Digital Doxography Redux

A while back I wrote a post about the Stanford Encyclopedia of Philosophy (SEP) that I described as ‘digital doxography’. While the alliteration was satisfying, the post was not, for the simple reason that it didn’t include any actual doxography. I’ve decided to make amends for this by using some statistical tools to see if the articles in the SEP cluster into any clear categories that we can regard as distinct philosophical schools. Specifically, I did k-means clustering on TF-IDF representations of the all the articles in the SEP published as of this week.

Document vectorisation: The idea is quite straightforward. Take a document. For each word in the document, count how many times it occurs. For lots of words, this will be 0, but for words like ‘the’, the frequency will be much greater (normally around 7% of the overall words). We then represent the document as a list of these numbers (i.e. a vector)and can do things like compare how similar one vector is to another using metrics like cosine similarity.

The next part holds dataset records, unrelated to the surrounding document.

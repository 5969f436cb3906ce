//! Configuration management for the crier daemon
//!
//! This module handles loading and validating configuration from environment
//! variables, TOML files, and command-line arguments.

use anyhow::{Context, Result};
use serde::{Deserialize, Serialize};
use std::collections::HashMap;
use std::path::{Path, PathBuf};
use std::time::Duration;

use crate::models::Platform;

/// Main configuration structure
#[derive(Debug, Clone, Serialize, Deserialize)]
#[serde(default)]
pub struct Config {
    /// Per-platform settings and credentials
    pub platforms: PlatformsConfig,

    /// Cron schedules for the task scheduler
    pub scheduling: SchedulingConfig,

    /// RSS watcher configuration
    pub rss: RssConfig,

    /// Content rotation configuration
    pub rotation: RotationConfig,

    /// HTTP client configuration
    pub http: HttpConfig,

    /// Logging configuration
    pub logging: LoggingConfig,

    /// Directory for JSON state files and the lock file
    pub state_dir: PathBuf,
}

/// Settings for a single platform
#[derive(Debug, Clone, Serialize, Deserialize)]
#[serde(default)]
pub struct PlatformConfig {
    /// Whether posting to this platform is enabled
    pub enabled: bool,

    /// API base URL (overridable for tests)
    pub base_url: String,

    /// Access token / app password
    pub access_token: String,

    /// Account identifier (BlueSky handle, unused elsewhere)
    pub identifier: String,
}

impl Default for PlatformConfig {
    fn default() -> Self {
        Self {
            enabled: false,
            base_url: String::new(),
            access_token: String::new(),
            identifier: String::new(),
        }
    }
}

/// Per-platform settings
#[derive(Debug, Clone, Serialize, Deserialize)]
#[serde(default)]
pub struct PlatformsConfig {
    pub twitter: PlatformConfig,
    pub mastodon: PlatformConfig,
    pub bluesky: PlatformConfig,
}

impl Default for PlatformsConfig {
    fn default() -> Self {
        Self {
            twitter: PlatformConfig {
                base_url: String::from("https://api.twitter.com"),
                ..Default::default()
            },
            mastodon: PlatformConfig {
                base_url: String::from("https://mastodon.social"),
                ..Default::default()
            },
            bluesky: PlatformConfig {
                base_url: String::from("https://bsky.social"),
                ..Default::default()
            },
        }
    }
}

impl PlatformsConfig {
    /// Get config for a platform
    pub fn get(&self, platform: Platform) -> &PlatformConfig {
        match platform {
            Platform::Twitter => &self.twitter,
            Platform::Mastodon => &self.mastodon,
            Platform::Bluesky => &self.bluesky,
        }
    }

    /// Platforms with posting enabled
    pub fn enabled(&self) -> Vec<Platform> {
        Platform::all()
            .into_iter()
            .filter(|p| self.get(*p).enabled)
            .collect()
    }
}

/// Cron schedules driving the task scheduler
#[derive(Debug, Clone, Serialize, Deserialize)]
#[serde(default)]
pub struct SchedulingConfig {
    /// Posting cron per platform id (five-field cron expressions)
    pub posting_frequency: HashMap<String, String>,

    /// Daily maintenance cron
    pub maintenance_frequency: String,
}

impl Default for SchedulingConfig {
    fn default() -> Self {
        let mut posting_frequency = HashMap::new();
        posting_frequency.insert(String::from("twitter"), String::from("0 */6 * * *"));
        posting_frequency.insert(String::from("mastodon"), String::from("0 */4 * * *"));
        posting_frequency.insert(String::from("bluesky"), String::from("0 */4 * * *"));

        Self {
            posting_frequency,
            maintenance_frequency: String::from("0 2 * * *"),
        }
    }
}

impl SchedulingConfig {
    /// Posting cron for a platform, if configured
    pub fn posting_cron(&self, platform: Platform) -> Option<&str> {
        self.posting_frequency.get(platform.id()).map(|s| s.as_str())
    }
}

/// Staggered cross-platform posting settings for the RSS watcher
#[derive(Debug, Clone, Serialize, Deserialize)]
#[serde(default)]
pub struct StaggerConfig {
    /// Whether staggered background posting is enabled
    pub enabled: bool,

    /// Inclusive bounds for the random delay between platforms, in minutes
    pub delay_between_platforms_minutes: (u64, u64),

    /// Shuffle platform order per item
    pub randomize_platform_order: bool,
}

impl Default for StaggerConfig {
    fn default() -> Self {
        Self {
            enabled: true,
            delay_between_platforms_minutes: (40, 80),
            randomize_platform_order: true,
        }
    }
}

/// RSS watcher configuration
#[derive(Debug, Clone, Serialize, Deserialize)]
#[serde(default)]
pub struct RssConfig {
    /// Feed URLs to poll
    pub feeds: Vec<String>,

    /// Minutes between poll cycles in watch mode
    pub poll_interval_minutes: u64,

    /// Inclusive bounds for the random delay between immediate-mode posts, in seconds
    pub post_delay_seconds: (u64, u64),

    /// Post the newest item on a feed's first run instead of only marking it seen
    pub post_on_first_run: bool,

    /// Twitter posting for RSS items (off by default per limited API access)
    pub enable_twitter: bool,

    /// Mastodon posting for RSS items
    pub enable_mastodon: bool,

    /// BlueSky posting for RSS items (main platform)
    pub enable_bluesky: bool,

    /// Staggered posting configuration
    pub staggered: StaggerConfig,

    /// Test mode shortens the stagger delays to 5-15 minutes
    pub test_mode: bool,

    /// Maximum teaser length before the link is appended
    pub teaser_max_chars: usize,
}

impl Default for RssConfig {
    fn default() -> Self {
        Self {
            feeds: Vec::new(),
            poll_interval_minutes: 20,
            post_delay_seconds: (5, 10),
            post_on_first_run: false,
            enable_twitter: false,
            enable_mastodon: true,
            enable_bluesky: true,
            staggered: StaggerConfig::default(),
            test_mode: false,
            teaser_max_chars: 260,
        }
    }
}

impl RssConfig {
    /// Stagger delay bounds in minutes, honoring test mode
    pub fn stagger_delay_minutes(&self) -> (u64, u64) {
        if self.test_mode {
            (5, 15)
        } else {
            self.staggered.delay_between_platforms_minutes
        }
    }

    /// Platforms enabled for RSS fan-out
    pub fn enabled_platforms(&self) -> Vec<Platform> {
        let mut platforms = Vec::new();
        if self.enable_bluesky {
            platforms.push(Platform::Bluesky);
        }
        if self.enable_mastodon {
            platforms.push(Platform::Mastodon);
        }
        if self.enable_twitter {
            platforms.push(Platform::Twitter);
        }
        platforms
    }
}

/// Content rotation configuration
#[derive(Debug, Clone, Default, Serialize, Deserialize)]
#[serde(default)]
pub struct RotationConfig {
    /// JSON file with joke items
    #[serde(skip_serializing_if = "Option::is_none")]
    pub jokes_file: Option<PathBuf>,

    /// JSON file with canned reply items
    #[serde(skip_serializing_if = "Option::is_none")]
    pub replies_file: Option<PathBuf>,

    /// JSON file with advertisement items
    #[serde(skip_serializing_if = "Option::is_none")]
    pub advertisements_file: Option<PathBuf>,

    /// Directory of per-comic JSON descriptors
    #[serde(skip_serializing_if = "Option::is_none")]
    pub comics_dir: Option<PathBuf>,
}

/// HTTP client configuration
#[derive(Debug, Clone, Serialize, Deserialize)]
#[serde(default)]
pub struct HttpConfig {
    /// Rate limit (requests per second) for feed polling
    pub requests_per_second: u32,

    /// Request timeout in seconds
    pub request_timeout_secs: u64,

    /// User agent string
    pub user_agent: String,
}

impl Default for HttpConfig {
    fn default() -> Self {
        Self {
            requests_per_second: 2,
            request_timeout_secs: 30,
            user_agent: format!("crier/{}", env!("CARGO_PKG_VERSION")),
        }
    }
}

/// Logging configuration
#[derive(Debug, Clone, Serialize, Deserialize)]
#[serde(default)]
pub struct LoggingConfig {
    /// Log level (trace, debug, info, warn, error)
    pub level: String,

    /// Log format (text, json)
    pub format: String,
}

impl Default for LoggingConfig {
    fn default() -> Self {
        Self {
            level: String::from("info"),
            format: String::from("text"),
        }
    }
}

impl Config {
    /// Load configuration from environment variables
    ///
    /// Credentials always come from the environment so they stay out of the
    /// config file.
    pub fn from_env() -> Result<Self> {
        let mut config = Self::default();

        if let Some(v) = env_parse::<u32>("CRIER_REQUESTS_PER_SECOND") {
            config.http.requests_per_second = v;
        }
        if let Some(v) = env_parse::<u64>("CRIER_REQUEST_TIMEOUT") {
            config.http.request_timeout_secs = v;
        }
        if let Ok(v) = std::env::var("CRIER_USER_AGENT") {
            config.http.user_agent = v;
        }
        if let Ok(v) = std::env::var("CRIER_STATE_DIR") {
            config.state_dir = v.into();
        }
        if let Ok(v) = std::env::var("CRIER_LOG_LEVEL") {
            config.logging.level = v;
        }
        if let Ok(v) = std::env::var("CRIER_LOG_FORMAT") {
            config.logging.format = v;
        }
        if let Ok(v) = std::env::var("CRIER_FEEDS") {
            config.rss.feeds = v.split(',').map(|s| s.trim().to_string()).collect();
        }

        config.apply_credential_env();

        Ok(config)
    }

    /// Load configuration from a file, then overlay credential env vars
    pub fn from_file(path: &Path) -> Result<Self> {
        let content = std::fs::read_to_string(path)
            .with_context(|| format!("Failed to read config file: {}", path.display()))?;

        let mut config: Self = toml::from_str(&content)
            .with_context(|| format!("Failed to parse TOML config file: {}", path.display()))?;

        config.apply_credential_env();

        Ok(config)
    }

    /// Overlay credentials from the environment
    fn apply_credential_env(&mut self) {
        if let Ok(v) = std::env::var("TWITTER_BEARER_TOKEN") {
            self.platforms.twitter.access_token = v;
        }
        if let Ok(v) = std::env::var("MASTODON_ACCESS_TOKEN") {
            self.platforms.mastodon.access_token = v;
        }
        if let Ok(v) = std::env::var("BLUESKY_APP_PASSWORD") {
            self.platforms.bluesky.access_token = v;
        }
        if let Ok(v) = std::env::var("BLUESKY_HANDLE") {
            self.platforms.bluesky.identifier = v;
        }
    }

    /// Validate configuration values
    pub fn validate(&self) -> Result<()> {
        if self.http.requests_per_second == 0 {
            anyhow::bail!("requests_per_second must be greater than 0");
        }

        if self.rss.poll_interval_minutes == 0 {
            anyhow::bail!("poll_interval_minutes must be greater than 0");
        }

        let (lo, hi) = self.rss.staggered.delay_between_platforms_minutes;
        if lo > hi {
            anyhow::bail!("stagger delay bounds must be ordered low..high");
        }

        let (lo, hi) = self.rss.post_delay_seconds;
        if lo > hi {
            anyhow::bail!("post delay bounds must be ordered low..high");
        }

        for feed in &self.rss.feeds {
            url::Url::parse(feed).with_context(|| format!("Invalid feed URL: {feed}"))?;
        }

        for platform in self.platforms.enabled() {
            let pc = self.platforms.get(platform);
            if pc.base_url.is_empty() {
                anyhow::bail!("{platform} is enabled but has no base_url");
            }
            if pc.access_token.is_empty() {
                anyhow::bail!("{platform} is enabled but has no access token");
            }
        }

        Ok(())
    }

    /// Get request timeout as Duration
    #[must_use]
    pub fn request_timeout(&self) -> Duration {
        Duration::from_secs(self.http.request_timeout_secs)
    }
}

impl Default for Config {
    fn default() -> Self {
        Self {
            platforms: PlatformsConfig::default(),
            scheduling: SchedulingConfig::default(),
            rss: RssConfig::default(),
            rotation: RotationConfig::default(),
            http: HttpConfig::default(),
            logging: LoggingConfig::default(),
            state_dir: PathBuf::from("state"),
        }
    }
}

fn env_parse<T: std::str::FromStr>(key: &str) -> Option<T> {
    std::env::var(key).ok().and_then(|v| v.parse::<T>().ok())
}

#[cfg(test)]
mod tests {
    use super::*;

    #[test]
    fn test_default_config_is_valid() {
        let config = Config::default();
        assert!(config.validate().is_ok());
    }

    #[test]
    fn test_invalid_requests_per_second() {
        let mut config = Config::default();
        config.http.requests_per_second = 0;
        assert!(config.validate().is_err());
    }

    #[test]
    fn test_enabled_platform_needs_token() {
        let mut config = Config::default();
        config.platforms.mastodon.enabled = true;
        config.platforms.mastodon.access_token.clear();
        assert!(config.validate().is_err());

        config.platforms.mastodon.access_token = String::from("token");
        assert!(config.validate().is_ok());
    }

    #[test]
    fn test_stagger_bounds_ordering() {
        let mut config = Config::default();
        config.rss.staggered.delay_between_platforms_minutes = (80, 40);
        assert!(config.validate().is_err());
    }

    #[test]
    fn test_invalid_feed_url_rejected() {
        let mut config = Config::default();
        config.rss.feeds = vec![String::from("not a url")];
        assert!(config.validate().is_err());

        config.rss.feeds = vec![String::from("https://example.org/feed.xml")];
        assert!(config.validate().is_ok());
    }

    #[test]
    fn test_test_mode_shortens_delays() {
        let mut rss = RssConfig::default();
        assert_eq!(rss.stagger_delay_minutes(), (40, 80));

        rss.test_mode = true;
        assert_eq!(rss.stagger_delay_minutes(), (5, 15));
    }

    #[test]
    fn test_rss_enabled_platforms_default() {
        let rss = RssConfig::default();
        let platforms = rss.enabled_platforms();

        // Twitter is off by default for RSS fan-out
        assert!(!platforms.contains(&Platform::Twitter));
        assert!(platforms.contains(&Platform::Bluesky));
        assert!(platforms.contains(&Platform::Mastodon));
    }

    #[test]
    fn test_request_timeout_conversion() {
        let config = Config::default();
        assert_eq!(config.request_timeout(), Duration::from_secs(30));
    }

    #[test]
    fn test_config_toml_roundtrip() {
        let config = Config::default();
        let toml_str = toml::to_string(&config).unwrap();
        let parsed: Config = toml::from_str(&toml_str).unwrap();
        assert_eq!(
            parsed.rss.poll_interval_minutes,
            config.rss.poll_interval_minutes
        );
    }
}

TF-IDF: There are two things we can do to make this process more informative. The first is to remove very common function words like ‘the’, ‘a’, and ‘of’ from consideration. These are called stop words and they don’t tell us much about the particular content of the article. The second is to weight the word frequencies for a document by how common the word is across all documents. A word that occurs a small number of times within a document might nevertheless be highly informative about that document because it occurs rarely, if at all, in other documents. The method we use for this is called TF-IDF (term frequency, inverse document frequency). It was developed in the early 70s by one of the founding mother’s of computational linguistics, Karen Spärck Jones. Spärck Jones worked at the influential Cambridge Language Research Unit (CLRU) alongside its founder Margaret Masterman who also compiled Wittgenstein’s Blue Book. For an interesting discussion on the influence of Wittgenstein on early computational linguistics, check out this great article by Lydia H. Liu.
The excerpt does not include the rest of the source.